Kesehatan

Dokter Tegaskan ASI Lebih Ampuh Lindungi Bayi Dari Serangan Infeksi Daripada Susu Formula

Kertasleces.co.id – Pemberian air susu ibu atau ASI jadi salah satu hak anak sejak ia baru lahir. Selain menjadi makanan pertama baginya, ASI juga berperan sebagai pelindung tubuh bayindari berbagai risiko serangan penyakit. 

Bahkan ditegaskan oleh dokter anak bahwa ASI tambahan ampuh dan juga efektif di berikan pemeliharaan terhadap bayi dari berbagai bahaya infeksi. 

“Di di ASI sudah ada ada antibodi, kalau susu kaleng gak ada. Jadi tubuh harus memproduksi sendiri. Otomatis bayi dengan ASI ekslusif, daya tahan tubuh bagus, infeksi-infeksi yang tersebut akan menyerang tubuh pun akan ada perlawan, jadi gak mudah sakit,” kata Ketua Ikatan Dokter Anak Indonesia (IDAI) DKI Ibukota Prof. DR. dr. Rismala Dewi, Sp.A(K)., ditemui pada waktu acara Satgas ASI IDAI di tempat Jakarta, Hari Minggu (7/1/2024).
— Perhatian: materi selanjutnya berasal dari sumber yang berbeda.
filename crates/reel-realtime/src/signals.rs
//! Keeps the signal lobby listing fresh from the shared signals channel.

use std::sync::Arc;
use std::time::Duration;

use parking_lot::Mutex;
use reel_types::api::{SignalFilter, SignalWithProfile};
use reel_types::events::ChangeEvent;
use reel_types::models::SignalRow;
use tokio::sync::watch;
use tokio::task::JoinHandle;
use tokio::time::{Instant, MissedTickBehavior};
use tracing::{debug, info, trace, warn};

use crate::config::RealtimeConfig;
use crate::connectivity::ConnectivityWatcher;
use crate::datastore::Datastore;
use crate::error::RealtimeError;
use crate::feed::ChangeFeed;
use crate::status::ConnectionStatus;
use crate::subscription::{Subscription, SubscriptionOptions};

#[derive(Debug, Clone, Default, PartialEq)]
pub struct SignalListing {
    pub signals: Vec<SignalWithProfile>,
    /// Only set by fetches the user asked for; feed-driven refreshes are silent
    pub loading: bool,
    pub error: Option<String>,
}

#[derive(Debug, Clone, Copy, PartialEq, Eq)]
enum Fetch {
    Loud,
    Silent,
}

#[derive(Debug, Default)]
struct FetchLedger {
    started: u64,
    // Ticket of the result the listing currently shows.
    applied: u64,
    // Ticket of the newest loud fetch still in flight, 0 when none.
    loud: u64,
}

struct WatcherState<D> {
    store: Arc<D>,
    filter: watch::Sender<SignalFilter>,
    listing: watch::Sender<SignalListing>,
    ledger: Mutex<FetchLedger>,
}

struct WatcherOwner {
    subscription: Subscription<SignalRow>,
    refresher: Option<JoinHandle<()>>,
}

impl Drop for WatcherOwner {
    fn drop(&mut self) {
        if let Some(task) = &self.refresher {
            task.abort();
        }
    }
}

/// Shared, identity-independent watcher over the signals table.
pub struct SignalFeedWatcher<D> {
    state: Arc<WatcherState<D>>,
    owner: Arc<WatcherOwner>,
}

impl<D> Clone for SignalFeedWatcher<D> {
    fn clone(&self) -> Self {
        Self {
            state: self.state.clone(),
            owner: self.owner.clone(),
        }
    }
}

impl<D: Datastore> SignalFeedWatcher<D> {
    pub fn start<F: ChangeFeed>(
        feed: Arc<F>,
        store: Arc<D>,
        connectivity: ConnectivityWatcher,
        config: &RealtimeConfig,
        filter: SignalFilter,
    ) -> Self {
        let state = Arc::new(WatcherState {
            store,
            filter: watch::channel(filter).0,
            listing: watch::channel(SignalListing::default()).0,
            ledger: Mutex::new(FetchLedger::default()),
        });

        let options = SubscriptionOptions::new(config.signals_channel.clone(), config.signals_table.clone())
            .schema(config.schema.clone());
        let subscription = {
            let state = state.clone();
            Subscription::spawn(feed, connectivity, config.retry, options, move |event| {
                state.on_event(event)
            })
        };

        let initial = state.clone();
        tokio::spawn(async move {
            let _ = initial.fetch(Fetch::Loud).await;
        });

        let refresher = config
            .signals_refresh
            .map(|every| tokio::spawn(refresh_periodically(state.clone(), every)));

        Self {
            state,
            owner: Arc::new(WatcherOwner { subscription, refresher }),
        }
    }

    pub fn listing(&self) -> SignalListing {
        self.state.listing.borrow().clone()
    }

    pub fn watch_listing(&self) -> watch::Receiver<SignalListing> {
        self.state.listing.subscribe()
    }

    pub fn filter(&self) -> SignalFilter {
        self.state.filter.borrow().clone()
    }

    /// Switch the listing parameters and fetch with a loading indicator.
    /// Later feed-driven refreshes use these parameters.
    pub async fn set_filter(&self, filter: SignalFilter) -> Result<usize, RealtimeError> {
        debug!(?filter, "signal filter changed");
        self.state.filter.send_replace(filter);
        self.state.fetch(Fetch::Loud).await
    }

    pub async fn refresh(&self) -> Result<usize, RealtimeError> {
        self.state.fetch(Fetch::Loud).await
    }

    pub fn connection_status(&self) -> ConnectionStatus {
        self.owner.subscription.status()
    }

    pub fn reconnect(&self) {
        self.owner.subscription.reconnect();
    }
}

impl<D: Datastore> WatcherState<D> {
    fn on_event(self: &Arc<Self>, event: ChangeEvent<SignalRow>) {
        match event {
            ChangeEvent::Insert(_) | ChangeEvent::Delete(_) => {
                trace!(kind = %event.kind(), signal_id = %event.row().id, "signal changed, refreshing listing");
                let state = self.clone();
                tokio::spawn(async move {
                    let _ = state.fetch(Fetch::Silent).await;
                });
            }
            ChangeEvent::Update { .. } => trace!("ignoring signal update"),
        }
    }

    async fn fetch(&self, mode: Fetch) -> Result<usize, RealtimeError> {
        // Read at trigger time so refreshes never use a stale filter.
        let filter = self.filter.borrow().clone();
        let ticket = {
            let mut ledger = self.ledger.lock();
            ledger.started += 1;
            if mode == Fetch::Loud {
                ledger.loud = ledger.started;
                self.listing.send_modify(|listing| {
                    listing.loading = true;
                    listing.error = None;
                });
            }
            ledger.started
        };

        let result = self.store.signals(filter.clone()).await;

        let mut ledger = self.ledger.lock();
        let newest_loud = ledger.loud == ticket;
        if newest_loud {
            ledger.loud = 0;
        }
        // Another loud fetch started after this one keeps the spinner up.
        let loading = ledger.loud != 0;

        match result {
            Ok(signals) => {
                let count = signals.len();
                if ticket > ledger.applied && filter == *self.filter.borrow() {
                    debug!(count, ?mode, "signal listing refreshed");
                    ledger.applied = ticket;
                    self.listing.send_replace(SignalListing {
                        signals,
                        loading,
                        error: None,
                    });
                } else {
                    trace!(?mode, ticket, applied = ledger.applied, "newer signal listing already shown, dropping result");
                    if mode == Fetch::Loud {
                        self.listing.send_if_modified(|listing| {
                            let changed = listing.loading != loading;
                            listing.loading = loading;
                            changed
                        });
                    }
                }
                Ok(count)
            }
            Err(e) => {
                warn!(error = %e, ?mode, "signal listing fetch failed, keeping previous listing");
                if mode == Fetch::Loud {
                    self.listing.send_modify(|listing| {
                        listing.loading = loading;
                        if newest_loud {
                            listing.error = Some(e.to_string());
                        }
                    });
                }
                Err(e.into())
            }
        }
    }
}

/// Re-run the loud fetch every `every`, starting one period after launch.
async fn refresh_periodically<D: Datastore>(state: Arc<WatcherState<D>>, every: Duration) {
    info!(every_ms = every.as_millis() as u64, "signal listing auto-refresh on");
    let mut interval = tokio::time::interval_at(Instant::now() + every, every);
    interval.set_missed_tick_behavior(MissedTickBehavior::Delay);
    loop {
        interval.tick().await;
        trace!("signal listing auto-refresh");
        let _ = state.fetch(Fetch::Loud).await;
    }
}
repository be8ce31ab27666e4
use std::sync::Arc;
use std::time::Duration;

use chrono::Utc;
use tokio_util::sync::CancellationToken;
use tracing::{info, warn};

use crate::backend::LocalBackend;

/// Background task that sweeps expired messages and signals.
///
/// Runs on an interval until `cancel` fires. Each sweep publishes a delete
/// for every removed row so open listings drop them.
pub async fn run_cleanup_loop(backend: Arc<LocalBackend>, interval_secs: u64, cancel: CancellationToken) {
    let mut interval = tokio::time::interval(Duration::from_secs(interval_secs.max(1)));

    loop {
        tokio::select! {
            _ = cancel.cancelled() => break,
            _ = interval.tick() => {}
        }

        match backend.cleanup_expired(Utc::now()).await {
            Ok(count) => {
                if count > 0 {
                    info!("Cleanup: pruned {} expired rows", count);
                }
            }
            Err(e) => {
                warn!("Cleanup error: {}", e);
            }
        }
    }

    info!("Cleanup loop stopped");
}
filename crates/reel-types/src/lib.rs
pub mod api;
pub mod events;
pub mod models;
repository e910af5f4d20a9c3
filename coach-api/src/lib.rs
use axum::{http::Method, response::IntoResponse, routing::get, Json, Router};
use serde_json::json;
use tower_http::cors::CorsLayer;
use tower_http::trace::TraceLayer;

pub mod admin;
pub mod bookings;
pub mod buses;
pub mod error;
pub mod middleware;
pub mod response;
pub mod state;

pub use state::AppState;

pub fn app(state: AppState) -> Router {
    let cors = CorsLayer::new()
        .allow_origin(tower_http::cors::Any)
        .allow_methods([Method::GET, Method::POST, Method::PUT, Method::DELETE, Method::OPTIONS])
        .allow_headers([
            axum::http::header::AUTHORIZATION,
            axum::http::header::CONTENT_TYPE,
            axum::http::header::USER_AGENT,
        ]);

    Router::new()
        .route("/health", get(health))
        .merge(buses::routes())
        .merge(bookings::routes(state.clone()))
        .merge(admin::routes(state.clone()))
        .layer(cors)
        .layer(TraceLayer::new_for_http())
        .layer(axum::middleware::from_fn_with_state(
            state.clone(),
            middleware::rate_limit_middleware,
        ))
        .with_state(state)
}

async fn health() -> impl IntoResponse {
    Json(json!({
        "success": true,
        "message": "Server is running",
        "timestamp": chrono::Utc::now().to_rfc3339(),
    }))
}
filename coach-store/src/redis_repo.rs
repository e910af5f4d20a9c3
#[derive(Clone)]
pub struct RedisClient {
    client: redis::Client,
}

impl RedisClient {
    pub async fn new(connection_string: &str) -> Result<Self, redis::RedisError> {
        let client = redis::Client::open(connection_string)?;
        Ok(Self { client })
    }

    /// Fixed-window counter. Returns whether this hit is within `limit`.
    pub async fn check_rate_limit(&self, key: &str, limit: i64, window_seconds: i64) -> redis::RedisResult<bool> {
        let mut conn = self.client.get_multiplexed_async_connection().await?;
        let (count,): (i64,) = rate_limit_pipeline(key, window_seconds).query_async(&mut conn).await?;
        Ok(count <= limit)
    }
}

/// `INCR` and `EXPIRE .. NX` in one MULTI/EXEC; later hits leave the TTL alone.
fn rate_limit_pipeline(key: &str, window_seconds: i64) -> redis::Pipeline {
    let mut pipe = redis::pipe();
    pipe.atomic()
        .incr(key, 1)
        .cmd("EXPIRE")
        .arg(key)
        .arg(window_seconds)
        .arg("NX")
        .ignore();
    pipe
}

pub fn rate_limit_key(client: &str) -> String {
    format!("ratelimit:{}", client)
}
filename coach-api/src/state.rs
use std::sync::Arc;

use coach_core::clock::Clock;
use coach_order::{Availability, BackOffice, BookingEngine, EngineSettings, Stores};
use coach_store::RedisClient;

#[derive(Clone)]
pub struct AuthConfig {
    pub secret: String,
}

#[derive(Clone, Copy)]
pub struct RateLimit {
    pub requests: i64,
    pub window_seconds: i64,
}

#[derive(Clone)]
pub struct AppState {
    pub engine: Arc<BookingEngine>,
    pub availability: Arc<Availability>,
    pub back_office: Arc<BackOffice>,
    /// Absent when no Redis is configured; rate limiting is then skipped.
    pub redis: Option<Arc<RedisClient>>,
    pub rate_limit: RateLimit,
    pub auth: AuthConfig,
}

impl AppState {
    pub fn new(
        stores: Stores,
        clock: Arc<dyn Clock>,
        settings: EngineSettings,
        auth: AuthConfig,
        redis: Option<Arc<RedisClient>>,
        rate_limit: RateLimit,
    ) -> Self {
        Self {
            engine: Arc::new(BookingEngine::new(stores.clone(), clock.clone(), settings)),
            availability: Arc::new(Availability::new(stores.clone())),
            back_office: Arc::new(BackOffice::new(stores, clock)),
            redis,
            rate_limit,
            auth,
        }
    }
}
Lantaram daya tahan tubuhnya masih rendah, bayi memang sebenarnya lebih besar berisiko terinfeksi bakteri serta virus. Itu sebabnya, bayi juga perlu tambahan pengamanan lain dengan diberikan imunisasi rutin. Prof. Rismala menjelaskan bahwa pemberian ASI ekslusif kemudian imunisasi lengkap jadi pelengkap untuk menyebabkan tubuh anak lebih banyak sehat. 

Ilustrasi menyusui. (Elements Envato)
Ilustrasi menyusui. (Elements Envato)

“Kita memang sebenarnya tiada bilang ASI cuma cukup, gak perlu apa-apa lagi maka pasti semua penyakit gak datang, gak juga. Di tubuh anak sehat, tetap memperlihatkan kemungkinan atau pun sesekali bisa jadi belaka sakit. Tapi bukan jadi rutin terkena, sanggup dihindari,” ujarnya.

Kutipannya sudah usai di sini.